A three-arch brick viaduct carries the line on the north side of the bridge, with one arch having been opened to provide a pedestrian route under the railway, as part of the Thames Path. On the south side are four arches, two of which are used as storage for the residents of a houseboat community moored immediately downstream, and another one of which was opened to Thames Path pedestrian traffic as part of the Lombard Wharf development. During a refurbishment carried out between early 2013 and mid 2014, during which further repairs and strengthening works were undertaken, new offices and storage areas were developed underneath some of the arches.
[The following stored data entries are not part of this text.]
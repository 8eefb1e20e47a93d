use std::sync::Arc;

use axum::extract::State;
use axum::http::StatusCode;
use axum::response::{Html, IntoResponse, Response};
use axum::routing::get;
use axum::{Form, Router};
use tokio::net::TcpListener;

use crate::app::{SearchApp, SearchForm};
use crate::core::models::SubmissionError;
use crate::global_constants;

pub fn build_router(app: Arc<SearchApp>) -> Router {
    Router::new()
        .route("/", get(show_page).post(submit_search))
        .route("/export", get(export_results))
        .route("/favicon.ico", get(|| async { StatusCode::NOT_FOUND }))
        .with_state(app)
}

pub async fn bind_listener(addr: &str) -> anyhow::Result<TcpListener> {
    let listener = TcpListener::bind(addr).await?;
    log::info!(
        "{} Listening on {}",
        global_constants::LOG_TAG_SERVER,
        listener.local_addr()?
    );
    Ok(listener)
}

pub async fn run_server(app: Arc<SearchApp>, listener: TcpListener) -> anyhow::Result<()> {
    axum::serve(listener, build_router(app)).await?;
    Ok(())
}

async fn show_page(State(app): State<Arc<SearchApp>>) -> Response {
    render_with_status(&app, StatusCode::OK, None).await
}

async fn submit_search(
    State(app): State<Arc<SearchApp>>,
    Form(form): Form<SearchForm>,
) -> Response {
    match app.submit(form).await {
        Ok(()) => render_with_status(&app, StatusCode::OK, None).await,
        Err(error) => {
            let status = match &error {
                SubmissionError::Validation(_) => StatusCode::BAD_REQUEST,
                SubmissionError::Config(_) => StatusCode::INTERNAL_SERVER_ERROR,
                SubmissionError::Search(_) => StatusCode::BAD_GATEWAY,
            };
            log::warn!(
                "{} Submission failed ({}): {}",
                global_constants::LOG_TAG_SERVER,
                status,
                error
            );
            let banner = format!("Error: {}", error);
            render_with_status(&app, status, Some(&banner)).await
        }
    }
}

async fn export_results(State(app): State<Arc<SearchApp>>) -> Response {
    match app.export().await {
        Ok(path) => format!(
            "{} {}",
            global_constants::USER_MESSAGE_EXPORT_SAVED,
            path.display()
        )
        .into_response(),
        Err(error) => {
            log::error!("{} {}", global_constants::LOG_TAG_EXPORT, error);
            (
                StatusCode::INTERNAL_SERVER_ERROR,
                format!("{} {}", global_constants::USER_MESSAGE_EXPORT_FAILED, error),
            )
                .into_response()
        }
    }
}

async fn render_with_status(app: &SearchApp, status: StatusCode, banner: Option<&str>) -> Response {
    match app.render(banner).await {
        Ok(html) => (status, Html(html)).into_response(),
        Err(error) => {
            log::error!(
                "{} Failed to render page: {}",
                global_constants::LOG_TAG_SERVER,
                error
            );
            (StatusCode::INTERNAL_SERVER_ERROR, "Failed to render page").into_response()
        }
    }
}

#[cfg(test)]
mod tests {
    use super::*;
    use crate::adapters::CsvExportSink;
    use crate::config_store::ConfigStore;
    use crate::core::interfaces::adapters::SearchPageFetcher;
    use crate::core::models::{ResultRecord, SearchConfig, SearchError, SearchPage};
    use async_trait::async_trait;
    use axum::body::Body;
    use axum::http::{header, Request};
    use std::sync::Mutex;
    use tempfile::TempDir;
    use tower::ServiceExt;

    struct MockPageFetcher {
        total_results: u64,
        fail: bool,
        fetch_count: Arc<Mutex<usize>>,
    }

    impl MockPageFetcher {
        fn returning(total_results: u64) -> Self {
            Self {
                total_results,
                fail: false,
                fetch_count: Arc::new(Mutex::new(0)),
            }
        }

        fn failing() -> Self {
            Self {
                fail: true,
                ..Self::returning(0)
            }
        }
    }

    #[async_trait]
    impl SearchPageFetcher for MockPageFetcher {
        async fn fetch_page(
            &self,
            _config: &SearchConfig,
            page_start: u64,
        ) -> Result<SearchPage, SearchError> {
            *self.fetch_count.lock().unwrap() += 1;
            if self.fail {
                return Err(SearchError::Format("missing items list".to_string()));
            }

            let remaining = self.total_results.saturating_sub(page_start - 1);
            let records = (0..remaining.min(10))
                .map(|offset| {
                    let position = page_start + offset;
                    ResultRecord::new(
                        format!("Result, number {}", position),
                        format!("https://example.com/{}", position),
                        "snippet",
                        None,
                    )
                })
                .collect();

            Ok(SearchPage {
                total_results: self.total_results,
                records,
            })
        }
    }

    fn create_test_app(fetcher: MockPageFetcher) -> (Arc<SearchApp>, TempDir) {
        let temp_dir = tempfile::tempdir().unwrap();
        let app = SearchApp::build(
            ConfigStore::at(temp_dir.path().join("config.json")),
            Arc::new(fetcher),
            CsvExportSink::new(temp_dir.path().join("output.csv")),
        )
        .unwrap();
        (Arc::new(app), temp_dir)
    }

    fn create_form_request(body: &str) -> Request<Body> {
        Request::post("/")
            .header(header::CONTENT_TYPE, "application/x-www-form-urlencoded")
            .body(Body::from(body.to_string()))
            .unwrap()
    }

    async fn read_body(response: Response) -> String {
        let bytes = axum::body::to_bytes(response.into_body(), usize::MAX)
            .await
            .unwrap();
        String::from_utf8(bytes.to_vec()).unwrap()
    }

    #[tokio::test]
    async fn test_get_index_renders_form() {
        let (app, _temp_dir) = create_test_app(MockPageFetcher::returning(0));

        let response = build_router(app)
            .oneshot(Request::get("/").body(Body::empty()).unwrap())
            .await
            .unwrap();

        assert_eq!(response.status(), StatusCode::OK);
        let body = read_body(response).await;
        assert!(body.contains("name=\"Query\""));
    }

    #[tokio::test]
    async fn test_submit_renders_results_and_export_writes_them() {
        let (app, temp_dir) = create_test_app(MockPageFetcher::returning(3));
        let router = build_router(app.clone());

        let response = router
            .clone()
            .oneshot(create_form_request(
                "ApiKey=K&SearchId=C&Query=corona&Days=1",
            ))
            .await
            .unwrap();

        assert_eq!(response.status(), StatusCode::OK);
        let body = read_body(response).await;
        assert_eq!(body.matches("class=\"result\"").count(), 3);
        assert_eq!(
            app.current_config().await,
            SearchConfig::new("K", "C", "corona", 1)
        );

        let saved = ConfigStore::at(temp_dir.path().join("config.json"))
            .load()
            .unwrap();
        assert_eq!(saved, SearchConfig::new("K", "C", "corona", 1));

        let response = router
            .oneshot(Request::get("/export").body(Body::empty()).unwrap())
            .await
            .unwrap();

        assert_eq!(response.status(), StatusCode::OK);
        assert!(read_body(response).await.starts_with("Output saved as"));

        let mut reader = csv::Reader::from_path(temp_dir.path().join("output.csv")).unwrap();
        let rows: Vec<csv::StringRecord> = reader.records().map(|r| r.unwrap()).collect();
        assert_eq!(rows.len(), 3);
        assert_eq!(&rows[0][0], "Result, number 1");
    }

    #[tokio::test]
    async fn test_submit_with_non_integer_days_is_rejected_without_saving() {
        let fetcher = MockPageFetcher::returning(3);
        let fetch_count = fetcher.fetch_count.clone();
        let (app, temp_dir) = create_test_app(fetcher);

        let response = build_router(app.clone())
            .oneshot(create_form_request(
                "ApiKey=K&SearchId=C&Query=corona&Days=many",
            ))
            .await
            .unwrap();

        assert_eq!(response.status(), StatusCode::BAD_REQUEST);
        assert!(read_body(response)
            .await
            .contains(global_constants::USER_MESSAGE_DAYS_NOT_A_NUMBER));
        assert_eq!(*fetch_count.lock().unwrap(), 0);
        assert_eq!(app.current_config().await, SearchConfig::default());

        let saved = ConfigStore::at(temp_dir.path().join("config.json"))
            .load()
            .unwrap();
        assert_eq!(saved, SearchConfig::default());
    }

    #[tokio::test]
    async fn test_failed_search_shows_banner_and_clears_results() {
        let (app, _temp_dir) = create_test_app(MockPageFetcher::failing());

        let response = build_router(app.clone())
            .oneshot(create_form_request(
                "ApiKey=K&SearchId=C&Query=corona&Days=1",
            ))
            .await
            .unwrap();

        assert_eq!(response.status(), StatusCode::BAD_GATEWAY);
        let body = read_body(response).await;
        assert!(body.contains("class=\"banner\""));
        assert!(body.contains("missing items list"));
        assert_eq!(app.last_record_count().await, None);
    }

    #[tokio::test]
    async fn test_favicon_is_not_found() {
        let (app, _temp_dir) = create_test_app(MockPageFetcher::returning(0));

        let response = build_router(app)
            .oneshot(Request::get("/favicon.ico").body(Body::empty()).unwrap())
            .await
            .unwrap();

        assert_eq!(response.status(), StatusCode::NOT_FOUND);
    }

    #[tokio::test]
    async fn test_export_failure_returns_server_error() {
        let temp_dir = tempfile::tempdir().unwrap();
        let app = SearchApp::build(
            ConfigStore::at(temp_dir.path().join("config.json")),
            Arc::new(MockPageFetcher::returning(0)),
            CsvExportSink::new(temp_dir.path().join("missing-dir").join("output.csv")),
        )
        .unwrap();

        let response = build_router(Arc::new(app))
            .oneshot(Request::get("/export").body(Body::empty()).unwrap())
            .await
            .unwrap();

        assert_eq!(response.status(), StatusCode::INTERNAL_SERVER_ERROR);
        assert!(read_body(response).await.starts_with("Error saving:"));
    }
}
The opening of the bridge was credited with a noticeable increase in freight traffic. Trains crossing the bridge are subject to a 20/30 mph speed limit (locomotive-hauled traffic is restricted to 20 mph, all other traffic is limited to 30 mph).

During 1969, works were carried out on the bridge to refurbish and strengthen it; similar work was taken out again in 1992. During a high tide in late 2003, the structure was struck by a refuse barge, causing substantial damage to some of the lower structural elements; repairs were completed in early 2004.

During 2008, the bridge was declared a Grade II* listed structure; this status is intended to preserve its special character and provide protection against any unsympathetic development. The decision to list the bridge was attributed to both architectural and historic reasons, it reportedly being the most complete of the six railway bridges that were constructed during the 1860s, as well as one of the earliest railway bridges to cross the Thames in general.

In November 2013, planning permission was granted for the Diamond Jubilee Footbridge, extending the two central piers of the bridge upstream.